» **Problem**
Reproduce, from the line containing "self.state.get().applies" to the last line of the material, every line exactly.

» **Data extract**

//! Dioxus application entry point.
//!
//! This module provides the root App component: it loads the site config,
//! installs the theme context and lays out the single-page portfolio.

use dioxus::prelude::*;

pub mod components;
pub mod dom;
pub mod theme;

use crate::config::{load_config, SiteConfig};
use components::{ContactSection, Hero, Layout};
use dom::use_scroll_provider;
use theme::use_theme_provider;

/// Root app component
#[component]
pub fn App() -> Element {
    let config = use_hook(|| {
        load_config().unwrap_or_else(|e| {
            tracing::warn!("Invalid site config, using defaults: {}", e);
            SiteConfig::default()
        })
    });

    // Initialize theme context at app root (handles storage tiers + data-theme)
    use_theme_provider(&config);
    // One set of window scroll/resize listeners shared by every component
    use_scroll_provider();

    rsx! {
        Layout { title: "Yossef Salim - Portfolio",
            Hero {
                title: "Hi, I'm Yossef",
                subtitle: "I build fast, accessible things for the web.",
            }
            ContactSection { contact: config.contact.clone() }
        }
    }
}
//! Theme management with tiered preference persistence.
//!
//! The stored preference is light, dark or auto. Auto follows the operating
//! system's colour scheme; the resolved [`Appearance`] is what lands on the
//! document root as `data-theme` and is never persisted itself.

use serde::{Deserialize, Serialize};

use crate::config::SiteConfig;
use crate::store::PreferenceStore;

#[cfg(target_arch = "wasm32")]
pub mod web;

/// Persisted theme preference
#[derive(Clone, Copy, Debug, PartialEq, Eq, Default, Serialize, Deserialize)]
#[serde(rename_all = "lowercase")]
pub enum ThemePreference {
    Light,
    Dark,
    #[default]
    Auto,
}

impl ThemePreference {
    pub fn as_str(&self) -> &'static str {
        match self {
            ThemePreference::Light => "light",
            ThemePreference::Dark => "dark",
            ThemePreference::Auto => "auto",
        }
    }

    pub fn parse(s: &str) -> Option<Self> {
        match s {
            "light" => Some(ThemePreference::Light),
            "dark" => Some(ThemePreference::Dark),
            "auto" => Some(ThemePreference::Auto),
            _ => None,
        }
    }

    pub fn label(&self) -> &'static str {
        match self {
            ThemePreference::Light => "Light",
            ThemePreference::Dark => "Dark",
            ThemePreference::Auto => "Auto",
        }
    }

    /// Toggle order: auto -> dark -> light -> auto
    pub fn next(&self) -> Self {
        match self {
            ThemePreference::Auto => ThemePreference::Dark,
            ThemePreference::Dark => ThemePreference::Light,
            ThemePreference::Light => ThemePreference::Auto,
        }
    }

    /// Effective appearance given the OS signal (`None` when unknown)
    pub fn resolve(&self, system_prefers_dark: Option<bool>) -> Appearance {
        match self {
            ThemePreference::Light => Appearance::Light,
            ThemePreference::Dark => Appearance::Dark,
            ThemePreference::Auto if system_prefers_dark == Some(true) => Appearance::Dark,
            ThemePreference::Auto => Appearance::Light,
        }
    }
}

/// Rendered theme
#[derive(Clone, Copy, Debug, PartialEq, Eq, Default)]
pub enum Appearance {
    #[default]
    Light,
    Dark,
}

impl Appearance {
    /// Value of the `data-theme` attribute
    pub fn as_str(&self) -> &'static str {
        match self {
            Appearance::Light => "light",
            Appearance::Dark => "dark",
        }
    }

    /// Toggle button indicator
    pub fn icon(&self) -> &'static str {
        match self {
            Appearance::Light => "☀️",
            Appearance::Dark => "🌙",
        }
    }
}

/// Where the resolved appearance is rendered (document root + toggle icon)
pub trait ThemeSurface {
    fn apply(&mut self, appearance: Appearance);
}

/// Operating system colour-scheme signal
pub trait ColorSchemeSource {
    /// `Some(true)` if the OS prefers dark, `None` if it cannot tell
    fn prefers_dark(&self) -> Option<bool>;
}

/// Fixed scheme answer, for hosts without a media query API
impl ColorSchemeSource for Option<bool> {
    fn prefers_dark(&self) -> Option<bool> {
        *self
    }
}

/// Owns the theme preference and the single mutation point of the
/// document's theme attribute.
pub struct ThemeController {
    store: PreferenceStore,
    surface: Box<dyn ThemeSurface>,
    scheme: Box<dyn ColorSchemeSource>,
    key: String,
    backup_key: Option<String>,
    preference: ThemePreference,
    appearance: Appearance,
}

impl ThemeController {
    pub fn new(
        store: PreferenceStore,
        surface: impl ThemeSurface + 'static,
        scheme: impl ColorSchemeSource + 'static,
        key: impl Into<String>,
    ) -> Self {
        Self {
            store,
            surface: Box::new(surface),
            scheme: Box::new(scheme),
            key: key.into(),
            backup_key: None,
            preference: ThemePreference::default(),
            appearance: Appearance::default(),
        }
    }

    /// Controller keyed as the site config says, backup key included
    pub fn from_config(
        config: &SiteConfig,
        store: PreferenceStore,
        surface: impl ThemeSurface + 'static,
        scheme: impl ColorSchemeSource + 'static,
    ) -> Self {
        let mut controller = Self::new(store, surface, scheme, config.theme_key.clone());
        controller.backup_key = config.theme_backup_key.clone();
        controller
    }

    /// Also persist every toggle under `key`; read it when the primary key is missing
    pub fn with_backup_key(mut self, key: impl Into<String>) -> Self {
        self.backup_key = Some(key.into());
        self
    }

    pub fn preference(&self) -> ThemePreference {
        self.preference
    }

    pub fn appearance(&self) -> Appearance {
        self.appearance
    }

    pub fn store(&self) -> &PreferenceStore {
        &self.store
    }

    /// Load the saved preference (default auto) and render it
    pub fn start(&mut self) -> Appearance {
        self.preference = self.load_preference().unwrap_or_default();
        tracing::info!("Theme starting with saved preference: {}", self.preference.as_str());
        self.render()
    }

    /// Advance auto -> dark -> light -> auto.
    ///
    /// The new preference is persisted before the document is updated; a
    /// failed write still changes the page for this session.
    pub fn toggle(&mut self) -> ThemePreference {
        let next = self.preference.next();
        tracing::info!(
            "Theme toggle - current: {}, next: {}",
            self.preference.as_str(),
            next.as_str()
        );

        if !self.store.set(&self.key, &next) {
            tracing::warn!("Theme preference not saved, it will reset on reload");
        }
        if let Some(backup) = &self.backup_key {
            if !self.store.set(backup, &next) {
                tracing::warn!("Failed to save backup theme under {}", backup);
            }
        }

        self.preference = next;
        self.render();
        next
    }

    /// React to an OS colour-scheme change. Only auto follows it.
    ///
    /// Returns true if the rendered appearance changed.
    pub fn system_scheme_changed(&mut self, prefers_dark: bool) -> bool {
        if self.preference != ThemePreference::Auto {
            return false;
        }
        let appearance = self.preference.resolve(Some(prefers_dark));
        if appearance == self.appearance {
            return false;
        }
        tracing::info!("System colour scheme changed, now {}", appearance.as_str());
        self.appearance = appearance;
        self.surface.apply(appearance);
        true
    }

    fn load_preference(&self) -> Option<ThemePreference> {
        let keys = std::iter::once(self.key.as_str()).chain(self.backup_key.as_deref());
        for key in keys {
            // Stored as a JSON string; unknown tags are ignored rather than trusted
            if let Some(tag) = self.store.get::<String>(key) {
                match ThemePreference::parse(&tag) {
                    Some(pref) => return Some(pref),
                    None => tracing::warn!("Ignoring unknown theme {:?} under {}", tag, key),
                }
            }
        }
        None
    }

    fn render(&mut self) -> Appearance {
        self.appearance = self.preference.resolve(self.scheme.prefers_dark());
        tracing::debug!(
            "Applying theme {} ({})",
            self.appearance.as_str(),
            self.preference.as_str()
        );
        self.surface.apply(self.appearance);
        self.appearance
    }
}

/// Surface that remembers the last applied appearance.
///
/// Used where there is no document (native builds, tests). Clones share state.
#[derive(Clone, Default)]
pub struct RecordedSurface {
    state: std::rc::Rc<std::cell::Cell<Recorded>>,
}

#[derive(Clone, Copy, Default)]
struct Recorded {
    current: Option<Appearance>,
    applies: usize,
}

impl RecordedSurface {
    pub fn new() -> Self {
        Self::default()
    }

    /// Current value of the theme attribute, if ever set
    pub fn current(&self) -> Option<Appearance> {
        self.state.get().current
    }

    /// Number of times the surface was repainted
    pub fn apply_count(&self) -> usize {
        self.state.get().applies
    }
}

impl ThemeSurface for RecordedSurface {
    fn apply(&mut self, appearance: Appearance) {
        let previous = self.state.get();
        self.state.set(Recorded {
            current: Some(appearance),
            applies: previous.applies + 1,
        });
    }
}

» **Expected output**
        self.state.get().applies
    }
}

impl ThemeSurface for RecordedSurface {
    fn apply(&mut self, appearance: Appearance) {
        let previous = self.state.get();
        self.state.set(Recorded {
            current: Some(appearance),
            applies: previous.applies + 1,
        });
    }
}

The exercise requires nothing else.